*** Opening of Data extract ***
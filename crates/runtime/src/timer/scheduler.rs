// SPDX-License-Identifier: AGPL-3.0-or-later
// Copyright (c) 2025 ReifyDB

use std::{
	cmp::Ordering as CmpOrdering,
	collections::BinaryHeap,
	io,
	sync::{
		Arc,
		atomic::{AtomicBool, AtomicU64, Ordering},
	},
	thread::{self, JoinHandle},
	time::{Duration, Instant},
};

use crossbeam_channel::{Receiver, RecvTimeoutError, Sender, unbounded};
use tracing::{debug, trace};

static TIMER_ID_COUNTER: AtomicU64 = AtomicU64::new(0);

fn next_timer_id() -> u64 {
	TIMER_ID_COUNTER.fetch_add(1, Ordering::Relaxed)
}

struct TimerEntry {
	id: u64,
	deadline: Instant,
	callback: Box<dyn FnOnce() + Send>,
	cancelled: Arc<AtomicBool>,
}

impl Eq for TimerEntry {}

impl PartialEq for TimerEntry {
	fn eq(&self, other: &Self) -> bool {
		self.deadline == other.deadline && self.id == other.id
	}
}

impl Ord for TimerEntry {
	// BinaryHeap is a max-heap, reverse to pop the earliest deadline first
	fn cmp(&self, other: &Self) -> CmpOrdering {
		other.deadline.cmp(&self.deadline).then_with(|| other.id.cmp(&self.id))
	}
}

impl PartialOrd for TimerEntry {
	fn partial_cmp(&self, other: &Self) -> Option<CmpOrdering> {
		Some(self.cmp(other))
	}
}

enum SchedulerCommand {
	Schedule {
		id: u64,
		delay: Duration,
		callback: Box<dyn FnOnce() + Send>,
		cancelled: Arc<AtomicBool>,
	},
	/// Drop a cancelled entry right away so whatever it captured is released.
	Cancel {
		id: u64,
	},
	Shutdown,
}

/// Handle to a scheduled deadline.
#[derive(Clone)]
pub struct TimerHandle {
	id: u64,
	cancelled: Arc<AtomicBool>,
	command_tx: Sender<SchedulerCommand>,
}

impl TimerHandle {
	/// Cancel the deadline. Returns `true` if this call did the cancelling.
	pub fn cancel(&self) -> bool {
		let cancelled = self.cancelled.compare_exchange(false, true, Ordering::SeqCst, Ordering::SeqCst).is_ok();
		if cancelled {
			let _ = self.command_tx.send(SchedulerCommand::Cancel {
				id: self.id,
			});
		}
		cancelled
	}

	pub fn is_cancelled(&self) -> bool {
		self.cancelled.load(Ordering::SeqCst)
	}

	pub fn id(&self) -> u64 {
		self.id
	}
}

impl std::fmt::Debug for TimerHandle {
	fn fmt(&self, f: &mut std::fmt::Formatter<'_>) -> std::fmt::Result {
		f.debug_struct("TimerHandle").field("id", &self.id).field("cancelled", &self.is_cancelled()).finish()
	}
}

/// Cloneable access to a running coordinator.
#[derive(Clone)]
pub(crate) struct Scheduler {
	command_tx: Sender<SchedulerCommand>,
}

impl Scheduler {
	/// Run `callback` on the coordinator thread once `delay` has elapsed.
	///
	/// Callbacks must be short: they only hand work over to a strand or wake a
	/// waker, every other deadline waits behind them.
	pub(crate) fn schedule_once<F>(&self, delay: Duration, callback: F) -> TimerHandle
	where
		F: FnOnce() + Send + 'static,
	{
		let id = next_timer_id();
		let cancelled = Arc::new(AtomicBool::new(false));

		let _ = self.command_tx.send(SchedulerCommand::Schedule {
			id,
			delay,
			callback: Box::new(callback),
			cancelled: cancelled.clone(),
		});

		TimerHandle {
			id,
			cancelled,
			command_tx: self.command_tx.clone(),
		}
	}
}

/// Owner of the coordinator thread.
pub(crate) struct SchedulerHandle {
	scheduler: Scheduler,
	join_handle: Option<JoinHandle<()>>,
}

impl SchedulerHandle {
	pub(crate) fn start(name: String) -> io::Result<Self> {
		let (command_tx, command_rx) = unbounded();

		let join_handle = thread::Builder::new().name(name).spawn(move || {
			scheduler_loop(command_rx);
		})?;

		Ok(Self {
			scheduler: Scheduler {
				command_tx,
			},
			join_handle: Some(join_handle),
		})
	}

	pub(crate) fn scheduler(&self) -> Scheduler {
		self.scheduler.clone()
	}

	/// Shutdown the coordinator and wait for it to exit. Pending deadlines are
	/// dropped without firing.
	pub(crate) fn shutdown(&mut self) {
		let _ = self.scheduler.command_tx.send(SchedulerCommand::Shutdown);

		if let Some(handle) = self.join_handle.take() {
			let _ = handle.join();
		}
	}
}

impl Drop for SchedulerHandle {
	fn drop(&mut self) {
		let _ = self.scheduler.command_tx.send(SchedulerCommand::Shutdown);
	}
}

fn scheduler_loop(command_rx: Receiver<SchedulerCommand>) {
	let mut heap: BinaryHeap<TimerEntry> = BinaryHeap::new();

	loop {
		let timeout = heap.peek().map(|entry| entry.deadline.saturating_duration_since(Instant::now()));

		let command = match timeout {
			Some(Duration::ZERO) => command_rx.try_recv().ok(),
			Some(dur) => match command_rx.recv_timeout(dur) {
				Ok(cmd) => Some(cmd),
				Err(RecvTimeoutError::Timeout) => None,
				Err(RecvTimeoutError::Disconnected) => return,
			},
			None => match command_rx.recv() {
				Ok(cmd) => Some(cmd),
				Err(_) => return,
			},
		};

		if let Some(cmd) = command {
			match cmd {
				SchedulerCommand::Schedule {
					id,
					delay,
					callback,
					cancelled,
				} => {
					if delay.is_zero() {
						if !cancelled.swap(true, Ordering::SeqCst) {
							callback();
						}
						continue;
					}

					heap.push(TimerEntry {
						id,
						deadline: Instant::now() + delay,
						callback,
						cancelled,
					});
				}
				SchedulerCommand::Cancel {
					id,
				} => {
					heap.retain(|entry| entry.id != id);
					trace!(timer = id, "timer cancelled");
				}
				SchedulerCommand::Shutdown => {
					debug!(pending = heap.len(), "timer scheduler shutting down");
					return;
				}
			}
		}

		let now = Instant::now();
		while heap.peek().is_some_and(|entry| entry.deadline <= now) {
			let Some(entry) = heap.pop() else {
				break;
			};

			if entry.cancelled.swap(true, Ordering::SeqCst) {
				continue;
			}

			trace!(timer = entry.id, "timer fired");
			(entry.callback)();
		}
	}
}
*** Close of Data extract ***
**Task directions:**
Report the number of lines in the entries where the word "AtomicBool" occurs, and add nothing else.

**Exercise output:**
5